Black Panther (R: Ryan Coogler, USA 2018) ©disney
Black Panther (R: Ryan Coogler, USA 2018) ©disney

Black Panther (USA 2018)


In der Synchronisation von BLACK PANTHER heißt es wiederholt und mit Vehemenz: Wakanda über alles! Ein deutscher Schelm, wer Böses dabei denkt, aber einen solch plumpen Nationalismus gilt es – egal welche Hauptfarbe hier martialisch brüllt – anzuprangern. Dieser Film fällt überhaupt durch fragwürdige politische Ansichten auf: Mythologie, Ahnenkult und Monarchie, aber auch Technokratie, Positivismus und Fortschrittsglaube vermengen sich zu einer Fantasie-Gesellschaft, deren reaktionären Protektionismus Marvel aber einfach ignoriert.

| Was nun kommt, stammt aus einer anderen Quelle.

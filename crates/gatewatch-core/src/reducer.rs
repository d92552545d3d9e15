// ── Dashboard state reducer ──
//
// Pure state transitions for live monitor events. Node events are sparse
// patches: absent fields keep their previous value. Health events fully
// replace the node's latest probe record. Events for unknown nodes leave
// the state untouched, including pointer identity, so downstream change
// detection sees nothing.

use std::collections::HashMap;
use std::sync::Arc;

use gatewatch_api::ws::{NodeEvent, WsMessage};

use crate::model::{HealthCheckRecord, MonitorDashboard, MonitorNode, NodeStatus};

/// Immutable dashboard state: the node snapshot plus the latest health
/// probe per node.
///
/// Cloning is cheap (two `Arc` bumps). Each `apply` produces a new state
/// sharing every untouched node with its predecessor.
#[derive(Debug, Clone)]
pub struct DashboardState {
    dashboard: Arc<MonitorDashboard>,
    health: Arc<HashMap<String, Arc<HealthCheckRecord>>>,
}

impl DashboardState {
    pub fn new(dashboard: Arc<MonitorDashboard>) -> Self {
        Self {
            dashboard,
            health: Arc::new(HashMap::new()),
        }
    }

    pub fn empty() -> Self {
        Self::new(Arc::new(MonitorDashboard::empty()))
    }

    pub fn dashboard(&self) -> &Arc<MonitorDashboard> {
        &self.dashboard
    }

    pub fn health(&self) -> &Arc<HashMap<String, Arc<HealthCheckRecord>>> {
        &self.health
    }

    /// Latest health probe for a node, if one has arrived this session.
    pub fn latest_health(&self, node_id: &str) -> Option<&Arc<HealthCheckRecord>> {
        self.health.get(node_id)
    }

    /// Replace the dashboard snapshot (fresh REST hydration), keeping
    /// accumulated health records.
    pub fn with_dashboard(&self, dashboard: Arc<MonitorDashboard>) -> Self {
        Self {
            dashboard,
            health: Arc::clone(&self.health),
        }
    }

    /// Apply one live event, returning the next state.
    ///
    /// Events naming a node not present in the dashboard return a state
    /// identical to `self` -- same `Arc`s, no observable change.
    pub fn apply(&self, msg: &WsMessage) -> Self {
        match msg {
            WsMessage::NodeStatus(event) | WsMessage::NodeMetrics(event) => {
                self.patch_node(event)
            }
            WsMessage::HealthCheck(event) => {
                let record = HealthCheckRecord::from(event.clone());
                let mut health = HashMap::clone(&self.health);
                health.insert(record.node_id.clone(), Arc::new(record));
                Self {
                    dashboard: Arc::clone(&self.dashboard),
                    health: Arc::new(health),
                }
            }
        }
    }

    /// Merge a sparse node patch into the snapshot.
    fn patch_node(&self, event: &NodeEvent) -> Self {
        let Some(index) = self.dashboard.nodes.iter().position(|n| n.id == event.node_id)
        else {
            tracing::debug!(node_id = %event.node_id, "event for unknown node, dropped");
            return self.clone();
        };

        let prev = &self.dashboard.nodes[index];
        let patched = patch(prev, event);

        let mut nodes = self.dashboard.nodes.clone();
        nodes[index] = Arc::new(patched);

        let dashboard = MonitorDashboard {
            account_id: self.dashboard.account_id.clone(),
            account_name: self.dashboard.account_name.clone(),
            nodes,
            updated_at: event
                .timestamp
                .clone()
                .unwrap_or_else(|| self.dashboard.updated_at.clone()),
        };

        Self {
            dashboard: Arc::new(dashboard),
            health: Arc::clone(&self.health),
        }
    }
}

impl Default for DashboardState {
    fn default() -> Self {
        Self::empty()
    }
}

/// Build the patched node: present fields override, absent fields carry
/// over. An unrecognized status string also carries the previous status.
fn patch(prev: &MonitorNode, event: &NodeEvent) -> MonitorNode {
    MonitorNode {
        id: prev.id.clone(),
        name: event.node_name.clone().unwrap_or_else(|| prev.name.clone()),
        url: prev.url.clone(),
        status: event
            .status
            .as_deref()
            .and_then(NodeStatus::from_wire)
            .unwrap_or(prev.status),
        weight: prev.weight,
        is_active: prev.is_active,
        disabled: prev.disabled,
        success_rate: event.success_rate.unwrap_or(prev.success_rate),
        avg_response_time: event.avg_response_time.unwrap_or(prev.avg_response_time),
        last_check_at: event
            .timestamp
            .clone()
            .or_else(|| prev.last_check_at.clone()),
        last_error: event
            .error
            .clone()
            .unwrap_or_else(|| prev.last_error.clone()),
        last_ping_ms: event.last_ping_ms.or(prev.last_ping_ms),
        trend_24h: prev.trend_24h.clone(),
        total_requests: event.total_requests.unwrap_or(prev.total_requests),
        failed_requests: event.failed_requests.unwrap_or(prev.failed_requests),
    }
}

#[cfg(test)]
#[allow(clippy::unwrap_used)]
mod tests {
    use gatewatch_api::ws::HealthCheckEvent;
    use pretty_assertions::assert_eq;

    use super::*;

    fn node(id: &str) -> Arc<MonitorNode> {
        Arc::new(MonitorNode {
            id: id.into(),
            name: format!("node-{id}"),
            url: format!("https://{id}.example.com"),
            status: NodeStatus::Online,
            weight: 1,
            is_active: true,
            disabled: false,
            success_rate: 99.0,
            avg_response_time: 400,
            last_check_at: Some("2026-03-01T11:00:00Z".into()),
            last_error: String::new(),
            last_ping_ms: Some(30),
            trend_24h: Vec::new(),
            total_requests: 1000,
            failed_requests: 10,
        })
    }

    fn state() -> DashboardState {
        DashboardState::new(Arc::new(MonitorDashboard {
            account_id: "acct-1".into(),
            account_name: "Primary".into(),
            nodes: vec![node("n1"), node("n2")],
            updated_at: "2026-03-01T11:00:00Z".into(),
        }))
    }

    fn status_event(node_id: &str) -> NodeEvent {
        NodeEvent {
            node_id: node_id.into(),
            node_name: None,
            status: None,
            error: None,
            success_rate: None,
            avg_response_time: None,
            total_requests: None,
            failed_requests: None,
            last_ping_ms: None,
            timestamp: None,
        }
    }

    #[test]
    fn sparse_patch_merges_only_present_fields() {
        let prev = state();
        let event = NodeEvent {
            status: Some("offline".into()),
            error: Some("connect timeout".into()),
            timestamp: Some("2026-03-01T12:00:00Z".into()),
            ..status_event("n1")
        };

        let next = prev.apply(&WsMessage::NodeStatus(event));
        let n1 = next.dashboard().node("n1").unwrap();

        assert_eq!(n1.status, NodeStatus::Offline);
        assert_eq!(n1.last_error, "connect timeout");
        assert_eq!(n1.last_check_at.as_deref(), Some("2026-03-01T12:00:00Z"));
        // Absent fields carry over untouched
        assert_eq!(n1.success_rate, 99.0);
        assert_eq!(n1.avg_response_time, 400);
        assert_eq!(n1.total_requests, 1000);
        assert_eq!(n1.last_ping_ms, Some(30));
        // Dashboard timestamp follows the event
        assert_eq!(next.dashboard().updated_at, "2026-03-01T12:00:00Z");
    }

    #[test]
    fn metrics_patch_preserves_status() {
        let prev = state();
        let event = NodeEvent {
            success_rate: Some(97.5),
            avg_response_time: Some(420),
            total_requests: Some(1100),
            failed_requests: Some(25),
            ..status_event("n1")
        };

        let next = prev.apply(&WsMessage::NodeMetrics(event));
        let n1 = next.dashboard().node("n1").unwrap();

        assert_eq!(n1.status, NodeStatus::Online);
        assert_eq!(n1.success_rate, 97.5);
        assert_eq!(n1.total_requests, 1100);
    }

    #[test]
    fn unknown_node_is_identity() {
        let prev = state();
        let next = prev.apply(&WsMessage::NodeStatus(status_event("ghost")));

        assert!(Arc::ptr_eq(prev.dashboard(), next.dashboard()));
        assert!(Arc::ptr_eq(prev.health(), next.health()));
    }

    #[test]
    fn unrecognized_status_string_keeps_previous() {
        let prev = state();
        let event = NodeEvent {
            status: Some("degraded".into()),
            ..status_event("n1")
        };

        let next = prev.apply(&WsMessage::NodeStatus(event));
        assert_eq!(next.dashboard().node("n1").unwrap().status, NodeStatus::Online);
    }

    #[test]
    fn untouched_nodes_keep_pointer_identity() {
        let prev = state();
        let event = NodeEvent {
            status: Some("offline".into()),
            ..status_event("n1")
        };

        let next = prev.apply(&WsMessage::NodeStatus(event));

        let prev_n2 = prev.dashboard().node("n2").unwrap();
        let next_n2 = next.dashboard().node("n2").unwrap();
        assert!(Arc::ptr_eq(prev_n2, next_n2));

        let prev_n1 = prev.dashboard().node("n1").unwrap();
        let next_n1 = next.dashboard().node("n1").unwrap();
        assert!(!Arc::ptr_eq(prev_n1, next_n1));

        // Health map is untouched by node patches
        assert!(Arc::ptr_eq(prev.health(), next.health()));
    }

    #[test]
    fn health_check_fully_replaces_previous_record() {
        let prev = state();

        let first = prev.apply(&WsMessage::HealthCheck(HealthCheckEvent {
            node_id: "n1".into(),
            check_time: "2026-03-01T12:00:00Z".into(),
            success: false,
            response_time_ms: 900,
            error_message: "upstream 502".into(),
            check_method: "api".into(),
        }));

        let second = first.apply(&WsMessage::HealthCheck(HealthCheckEvent {
            node_id: "n1".into(),
            check_time: "2026-03-01T12:00:30Z".into(),
            success: true,
            response_time_ms: 0,
            error_message: String::new(),
            check_method: "api".into(),
        }));

        let record = second.latest_health("n1").unwrap();
        assert!(record.success);
        assert_eq!(record.check_time, "2026-03-01T12:00:30Z");
        // Nothing from the failed probe leaks through
        assert_eq!(record.error_message, "");
        assert_eq!(record.response_time_ms, 0);

        // Health events leave the dashboard untouched
        assert!(Arc::ptr_eq(prev.dashboard(), second.dashboard()));
    }

    #[test]
    fn hydration_keeps_health_records() {
        let prev = state().apply(&WsMessage::HealthCheck(HealthCheckEvent {
            node_id: "n2".into(),
            check_time: "2026-03-01T12:00:00Z".into(),
            success: true,
            response_time_ms: 120,
            error_message: String::new(),
            check_method: "ping".into(),
        }));

        let fresh = Arc::new(MonitorDashboard {
            account_id: "acct-1".into(),
            account_name: "Primary".into(),
            nodes: vec![node("n1")],
            updated_at: "2026-03-01T12:05:00Z".into(),
        });
        let next = prev.with_dashboard(Arc::clone(&fresh));

        assert!(Arc::ptr_eq(next.dashboard(), &fresh));
        assert!(next.latest_health("n2").is_some());
    }

    #[test]
    fn missing_timestamp_keeps_dashboard_and_node_timestamps() {
        let prev = state();
        let event = NodeEvent {
            success_rate: Some(95.0),
            ..status_event("n1")
        };

        let next = prev.apply(&WsMessage::NodeMetrics(event));

        assert_eq!(next.dashboard().updated_at, "2026-03-01T11:00:00Z");
        assert_eq!(
            next.dashboard().node("n1").unwrap().last_check_at.as_deref(),
            Some("2026-03-01T11:00:00Z")
        );
    }
}
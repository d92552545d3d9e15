//! Status command handlers.

use std::fmt::Write as _;
use std::sync::Arc;

use owo_colors::OwoColorize;
use tabled::Tabled;

use gatewatch_core::{Monitor, MonitorConfig, MonitorNode, NodeStatus};

use crate::cli::{GlobalOpts, StatusArgs};
use crate::error::CliError;
use crate::output;

// ── Table row ───────────────────────────────────────────────────────

#[derive(Tabled)]
struct NodeRow {
    #[tabled(rename = "ID")]
    id: String,
    #[tabled(rename = "Name")]
    name: String,
    #[tabled(rename = "Status")]
    status: String,
    #[tabled(rename = "Success")]
    success: String,
    #[tabled(rename = "Avg (ms)")]
    avg_ms: String,
    #[tabled(rename = "Ping (ms)")]
    ping: String,
    #[tabled(rename = "Last Check")]
    last_check: String,
    #[tabled(rename = "Error")]
    error: String,
}

impl NodeRow {
    fn from_node(node: &Arc<MonitorNode>, color: bool) -> Self {
        Self {
            id: node.id.clone(),
            name: node.name.clone(),
            status: render_status(node.resolved_status(), color),
            success: format_rate(node.success_rate),
            avg_ms: node.avg_response_time.to_string(),
            ping: node
                .last_ping_ms
                .map(|p| p.to_string())
                .unwrap_or_default(),
            last_check: node.last_check_at.clone().unwrap_or_default(),
            error: node.last_error.clone(),
        }
    }
}

/// Render a percentage; `NaN`/`inf` (a node with no samples yet) reads
/// as zero.
pub(crate) fn format_rate(rate: f64) -> String {
    let rate = if rate.is_finite() { rate } else { 0.0 };
    format!("{rate:.1}%")
}

pub(crate) fn render_status(status: NodeStatus, color: bool) -> String {
    if !color {
        return status.to_string();
    }
    match status {
        NodeStatus::Online => status.green().to_string(),
        NodeStatus::Offline => status.red().to_string(),
        NodeStatus::Checking => status.yellow().to_string(),
        NodeStatus::Disabled => status.dimmed().to_string(),
    }
}

// ── Handler ─────────────────────────────────────────────────────────

pub async fn handle(
    config: MonitorConfig,
    args: StatusArgs,
    global: &GlobalOpts,
) -> Result<(), CliError> {
    let color = output::should_color(&global.color);
    let output_format = global.output.clone();
    let quiet = global.quiet;

    Monitor::oneshot(config, |monitor| async move {
        let dashboard = monitor.dashboard();

        match args.node {
            Some(ref node_id) => {
                let node = dashboard.node(node_id).ok_or_else(|| {
                    gatewatch_core::CoreError::NodeNotFound {
                        identifier: node_id.clone(),
                    }
                })?;

                let out = output::render_single(
                    &output_format,
                    node,
                    |n| node_detail(n, color),
                    |n| n.id.clone(),
                );
                output::print_output(&out, quiet);
            }
            None => {
                let out = output::render_list(
                    &output_format,
                    &dashboard.nodes,
                    |n| NodeRow::from_node(n, color),
                    |n| format!("{}\t{}", n.id, n.resolved_status()),
                );
                output::print_output(&out, quiet);

                if !quiet {
                    eprintln!(
                        "{} nodes: {} online, {} offline, {} disabled (as of {})",
                        dashboard.nodes.len(),
                        dashboard.count_by_status(NodeStatus::Online),
                        dashboard.count_by_status(NodeStatus::Offline),
                        dashboard.count_by_status(NodeStatus::Disabled),
                        dashboard.updated_at,
                    );
                }
            }
        }
        Ok(())
    })
    .await
    .map_err(CliError::from)
}

/// Multi-line detail view for a single node.
fn node_detail(node: &Arc<MonitorNode>, color: bool) -> String {
    let mut s = String::new();
    let _ = writeln!(s, "ID:            {}", node.id);
    let _ = writeln!(s, "Name:          {}", node.name);
    let _ = writeln!(s, "URL:           {}", node.url);
    let _ = writeln!(s, "Status:        {}", render_status(node.resolved_status(), color));
    let _ = writeln!(s, "Active:        {}", node.is_active);
    let _ = writeln!(s, "Weight:        {}", node.weight);
    let _ = writeln!(s, "Success rate:  {}", format_rate(node.success_rate));
    let _ = writeln!(s, "Avg response:  {} ms", node.avg_response_time);
    if let Some(ping) = node.last_ping_ms {
        let _ = writeln!(s, "Last ping:     {ping} ms");
    }
    let _ = writeln!(
        s,
        "Requests:      {} total, {} failed",
        node.total_requests, node.failed_requests
    );
    if let Some(ref at) = node.last_check_at {
        let _ = writeln!(s, "Last check:    {at}");
    }
    if !node.last_error.is_empty() {
        let _ = writeln!(s, "Last error:    {}", node.last_error);
    }
    if !node.trend_24h.is_empty() {
        let _ = writeln!(s, "Trend (24h):   {} points", node.trend_24h.len());
    }
    s.trim_end().to_string()
}

#[cfg(test)]
mod tests {
    use super::*;

    #[test]
    fn non_finite_rates_render_as_zero() {
        assert_eq!(format_rate(f64::NAN), "0.0%");
        assert_eq!(format_rate(f64::INFINITY), "0.0%");
        assert_eq!(format_rate(f64::NEG_INFINITY), "0.0%");
        assert_eq!(format_rate(99.25), "99.2%");
    }
}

Stattdessen wird sich darauf fokussiert, die historische Figur des Nat Turner als Antagonisten zu entwerfen, um revolutionäres Streben als rachedurstigen Gewaltakt zu brandmarken. In dieser Hinsicht steht das Studio seinen Fans in Nichts nach, nämlich in Sachen Ignoranz und Berufsblindheit. Erst nach dem Film hisst dieser reaktionäre Superheldenfilm humanistische und liberale Fahnen, nichts unglaubwürdiger als das. Ein Taschenspielertrick also, sinnbildlich für den gesamten Film, der nur die Hautfarbe, aber nicht die Ideologie wechselt.